------ Data to process
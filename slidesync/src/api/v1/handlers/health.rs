use axum::extract::State;
use axum::Json;
use serde::Serialize;

use crate::api::state::AppState;
use crate::ocr::OcrBackend;

#[derive(Debug, Clone, Serialize, utoipa::ToSchema)]
pub struct HealthData {
    pub status: String,
    pub version: String,
    pub ocr: OcrStatus,
}

/// Text extraction is optional; the service stays healthy without it.
#[derive(Debug, Clone, Serialize, utoipa::ToSchema)]
pub struct OcrStatus {
    pub status: String,
    #[serde(skip_serializing_if = "Option::is_none")]
    pub provider: Option<String>,
    #[serde(skip_serializing_if = "Option::is_none")]
    pub model: Option<String>,
    #[serde(skip_serializing_if = "Option::is_none")]
    pub reason: Option<String>,
}

/// `GET /api/v1/health`
#[utoipa::path(
    get,
    path = "/api/v1/health",
    tag = "health",
    responses(
        (status = 200, description = "Service health status", body = HealthData),
    )
)]
pub async fn health_check(State(state): State<AppState>) -> Json<HealthData> {
    let ocr = match state.ocr.backend() {
        OcrBackend::Api { client } => OcrStatus {
            status: "available".to_string(),
            provider: Some(client.provider().to_string()),
            model: Some(client.model().to_string()),
            reason: None,
        },
        OcrBackend::Unavailable { reason } => OcrStatus {
            status: "unavailable".to_string(),
            provider: None,
            model: None,
            reason: Some(reason.clone()),
        },
    };

    Json(HealthData {
        status: "ok".to_string(),
        version: env!("CARGO_PKG_VERSION").to_string(),
        ocr,
    })
}
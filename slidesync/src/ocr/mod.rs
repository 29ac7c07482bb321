//! OCR (Optical Character Recognition) Module
//!
//! Turns a captured slide or whiteboard photo into plain text by way of an
//! external vision model.
//!
//! # Architecture
//!
//! The pipeline is a linear chain with one branch:
//! - `preprocessing`: resolution caps, grayscale, Otsu binarization
//! - `chunking`: quadrant split for large images
//! - `provider`: the `TextExtractor` seam and the production `OcrProvider`
//! - `api`: OpenAI-compatible chat-completions client for the vision model
//! - `aggregator`: `SlideProcessor`, which paces the extraction calls,
//!   joins the fragments and builds the `ExtractionResult`
//! - `preview`: JPEG data URI for the client
//!
//! # Configuration
//!
//! Controlled via `OcrConfig` (see `config.rs`):
//! - `model`: `provider/model` selection (e.g. "gemini/gemini-1.5-flash")
//! - `api_key`: enables the vision backend; absent means text extraction is off
//! - `max_image_dimension` / `display_max_dimension`: the two resolution caps
//! - `chunk_delay_ms` / `failure_backoff_ms`: request pacing
//!
//! # Usage
//!
//! ```rust,ignore
//! let ocr = OcrProvider::new(&config.ocr);
//! let processor = SlideProcessor::new(Arc::new(ocr), &config.ocr);
//! let result = processor.process_bytes(&upload).await;
//! ```

mod aggregator;
mod api;
mod chunking;
mod preprocessing;
mod preview;
mod provider;

pub use aggregator::{
    join_fragments, ExtractionResult, SlideProcessor, FALLBACK_TEXT, PIPELINE_ERROR_TEXT,
};
pub use api::{VisionClient, OCR_INSTRUCTION};
pub use chunking::{should_split, split_quadrants, Chunk, Quadrant, SPLIT_PIXEL_THRESHOLD};
pub use preprocessing::{binarize, normalize, otsu_threshold, resize_to_cap, scaled_dimensions};
pub use preview::{encode_preview, raw_preview};
pub use provider::{Extraction, OcrBackend, OcrProvider, TextExtractor};
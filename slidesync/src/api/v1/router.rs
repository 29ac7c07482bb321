use axum::{routing::get, Router};

use crate::api::state::AppState;

use super::handlers;

/// Public service endpoints: health and API documentation.
pub fn v1_router() -> Router<AppState> {
    Router::new()
        .route("/health", get(handlers::health_check))
        .route("/openapi.json", get(super::openapi::openapi_json))
        .merge(super::openapi::redoc_router())
}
------------
Look above for the line with "use axum::Json;" and the line with "seam and the", and reproduce exactly those two lines plus every line between, nothing more.

Task solution
use axum::Json;
use serde::Serialize;

use crate::api::state::AppState;
use crate::ocr::OcrBackend;

#[derive(Debug, Clone, Serialize, utoipa::ToSchema)]
pub struct HealthData {
    pub status: String,
    pub version: String,
    pub ocr: OcrStatus,
}

/// Text extraction is optional; the service stays healthy without it.
#[derive(Debug, Clone, Serialize, utoipa::ToSchema)]
pub struct OcrStatus {
    pub status: String,
    #[serde(skip_serializing_if = "Option::is_none")]
    pub provider: Option<String>,
    #[serde(skip_serializing_if = "Option::is_none")]
    pub model: Option<String>,
    #[serde(skip_serializing_if = "Option::is_none")]
    pub reason: Option<String>,
}

/// `GET /api/v1/health`
#[utoipa::path(
    get,
    path = "/api/v1/health",
    tag = "health",
    responses(
        (status = 200, description = "Service health status", body = HealthData),
    )
)]
pub async fn health_check(State(state): State<AppState>) -> Json<HealthData> {
    let ocr = match state.ocr.backend() {
        OcrBackend::Api { client } => OcrStatus {
            status: "available".to_string(),
            provider: Some(client.provider().to_string()),
            model: Some(client.model().to_string()),
            reason: None,
        },
        OcrBackend::Unavailable { reason } => OcrStatus {
            status: "unavailable".to_string(),
            provider: None,
            model: None,
            reason: Some(reason.clone()),
        },
    };

    Json(HealthData {
        status: "ok".to_string(),
        version: env!("CARGO_PKG_VERSION").to_string(),
        ocr,
    })
}
filename slidesync/src/ocr/mod.rs
repository 29ac7c07482bb321
//! OCR (Optical Character Recognition) Module
//!
//! Turns a captured slide or whiteboard photo into plain text by way of an
//! external vision model.
//!
//! # Architecture
//!
//! The pipeline is a linear chain with one branch:
//! - `preprocessing`: resolution caps, grayscale, Otsu binarization
//! - `chunking`: quadrant split for large images
//! - `provider`: the `TextExtractor` seam and the production `OcrProvider`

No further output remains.